Sin embargo, pudo ocurrir también lo contrario. Dionisio, el tirano de Siracusa, mantúvose en el poder durante cuarenta y dos años porque el pueblo pensaba quizás lo mismo que la sencilla mujer que, diariamente, rezaba ante el altar de los dioses por la salud y larga vida del tirano.

El agradablemente sorprendido Dionisio acercóse entonces y le preguntó a la mujer, por qué causa se decidió a rezar por él.

Ella, sin hesitación alguna le dijo:

—¡Señor! Cuando yo era una muchacha, teníamos un tirano feroz y hemos deseado muchísimo de alguna manera librarnos de él, y cuando lo asesinaron, ocurrió que vino otro que resultó todavía peor. Ésta es la causa, por la que ahora estoy suplicando a lo dioses que más nos conviene tenerte a ti, que cambiarte por uno peor.
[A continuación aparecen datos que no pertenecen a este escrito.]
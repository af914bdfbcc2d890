//! Identifier types for conversation storage.
//!
//! Type-heavy, logic-light: UUID newtypes with helpers for generation,
//! parsing, formatting, and `SQLite` round-trips.
//!
//! ## Cargo features used by this module
//! - `uuid_v7`: enables `UUIDv7` generation via `uuid/v7` for better DB
//!   insert locality. Without it, ids fall back to `UUIDv4`.

use core::fmt;
use core::str::FromStr;

use serde::{Deserialize, Serialize};
use uuid::Uuid;

/// Generate an ID intended to have good DB insert locality.
///
/// With feature `uuid_v7` enabled, this uses `Uuid::now_v7()`.
/// Otherwise it falls back to `Uuid::new_v4()`.
#[inline]
#[must_use]
fn uuid_time_ordered() -> Uuid {
    #[cfg(feature = "uuid_v7")]
    {
        Uuid::now_v7()
    }
    #[cfg(not(feature = "uuid_v7"))]
    {
        Uuid::new_v4()
    }
}

/// Declare a UUID newtype with a consistent API.
macro_rules! define_uuid_id {
    (
        $(#[$meta:meta])*
        $name:ident
    ) => {
        $(#[$meta])*
        #[derive(Debug, Clone, Copy, PartialEq, Eq, PartialOrd, Ord, Hash, Serialize, Deserialize)]
        #[repr(transparent)]
        #[serde(transparent)]
        pub struct $name(pub Uuid);

        impl Default for $name {
            #[inline]
            fn default() -> Self {
                Self::new()
            }
        }

        impl $name {
            /// Create a new identifier.
            #[inline]
            #[must_use]
            pub fn new() -> Self {
                Self(uuid_time_ordered())
            }

            /// Wrap an existing UUID.
            #[inline]
            #[must_use]
            pub const fn from_uuid(uuid: Uuid) -> Self {
                Self(uuid)
            }

            /// Borrow the underlying UUID.
            #[inline]
            #[must_use]
            pub const fn as_uuid(&self) -> &Uuid {
                &self.0
            }

            /// Extract the underlying UUID.
            #[inline]
            #[must_use]
            pub const fn into_uuid(self) -> Uuid {
                self.0
            }
        }

        impl fmt::Display for $name {
            fn fmt(&self, f: &mut fmt::Formatter<'_>) -> fmt::Result {
                write!(f, "{}", self.0)
            }
        }

        impl From<Uuid> for $name {
            #[inline]
            fn from(value: Uuid) -> Self {
                Self(value)
            }
        }

        impl From<$name> for Uuid {
            #[inline]
            fn from(value: $name) -> Self {
                value.0
            }
        }

        impl AsRef<Uuid> for $name {
            #[inline]
            fn as_ref(&self) -> &Uuid {
                &self.0
            }
        }

        impl FromStr for $name {
            type Err = uuid::Error;

            #[inline]
            fn from_str(s: &str) -> Result<Self, Self::Err> {
                Ok(Self(Uuid::parse_str(s)?))
            }
        }
    };
}

define_uuid_id!(
    /// Identifier for a conversation thread.
    ConversationId
);

define_uuid_id!(
    /// Identifier for a single message within a conversation.
    MessageId
);

// ===== Rusqlite integration ================================================

mod rusqlite_impl {
    use super::{ConversationId, MessageId};
    use std::fmt;

    use rusqlite::types::{
        FromSql, FromSqlError, FromSqlResult, ToSql, ToSqlOutput, Value, ValueRef,
    };

    #[derive(Debug)]
    struct InvalidUuidBlobLen {
        got: usize,
    }

    impl fmt::Display for InvalidUuidBlobLen {
        fn fmt(&self, f: &mut fmt::Formatter<'_>) -> fmt::Result {
            write!(f, "invalid UUID blob length: got {}, expected 16", self.got)
        }
    }

    impl std::error::Error for InvalidUuidBlobLen {}

    fn uuid_from_blob(b: &[u8]) -> FromSqlResult<uuid::Uuid> {
        let bytes: [u8; 16] = b
            .try_into()
            .map_err(|_| FromSqlError::Other(Box::new(InvalidUuidBlobLen { got: b.len() })))?;
        Ok(uuid::Uuid::from_bytes(bytes))
    }

    fn uuid_from_text(t: &[u8]) -> FromSqlResult<uuid::Uuid> {
        let s = std::str::from_utf8(t).map_err(|e| FromSqlError::Other(Box::new(e)))?;
        uuid::Uuid::parse_str(s).map_err(|e| FromSqlError::Other(Box::new(e)))
    }

    macro_rules! impl_rusqlite_uuid_newtype {
        ($t:ty) => {
            impl ToSql for $t {
                fn to_sql(&self) -> rusqlite::Result<ToSqlOutput<'_>> {
                    // Store UUIDs as TEXT for compatibility
                    Ok(ToSqlOutput::Owned(Value::Text(self.0.to_string())))
                }
            }

            impl FromSql for $t {
                fn column_result(value: ValueRef<'_>) -> FromSqlResult<Self> {
                    match value {
                        ValueRef::Blob(b) => uuid_from_blob(b).map(Self),
                        ValueRef::Text(t) => uuid_from_text(t).map(Self),
                        _ => Err(FromSqlError::InvalidType),
                    }
                }
            }
        };
    }

    impl_rusqlite_uuid_newtype!(ConversationId);
    impl_rusqlite_uuid_newtype!(MessageId);
}

#[cfg(test)]
mod tests {
    use super::*;

    #[test]
    fn test_conversation_id_display_roundtrip() {
        let id = ConversationId::new();
        let parsed: ConversationId = id.to_string().parse().unwrap();
        assert_eq!(id, parsed);
    }

    #[test]
    fn test_message_id_from_uuid() {
        let uuid = Uuid::new_v4();
        let id = MessageId::from_uuid(uuid);
        assert_eq!(id.into_uuid(), uuid);
        assert_eq!(id.as_uuid(), &uuid);
    }

    #[test]
    fn test_serde_transparent() {
        let id = ConversationId::new();
        let json = serde_json::to_string(&id).unwrap();
        assert_eq!(json, format!("\"{id}\""));
        let back: ConversationId = serde_json::from_str(&json).unwrap();
        assert_eq!(back, id);
    }
}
«Multos timeat, quem multi timent», ‘al que temen muchos, debe cuidarse de muchos’, dice la sentencia de Syrus Publius, y entre esos muchos jamás faltaban algunos valientes que preferían la alternativa de matar al tirano o morir bien, evitando así el peligro de vivir mal.

Sabían luchar por la libertad de su pueblo, y si tenían que morir seguramente pensaron lo mismo que dijo el inmortal Cicerón: «La suerte de mi Patria, después de mi muerte, no me preocupará menos que en esta hora de angustia, cuando tengo todavía mi vida, que en cualquier momento puedo ofrecer por ella».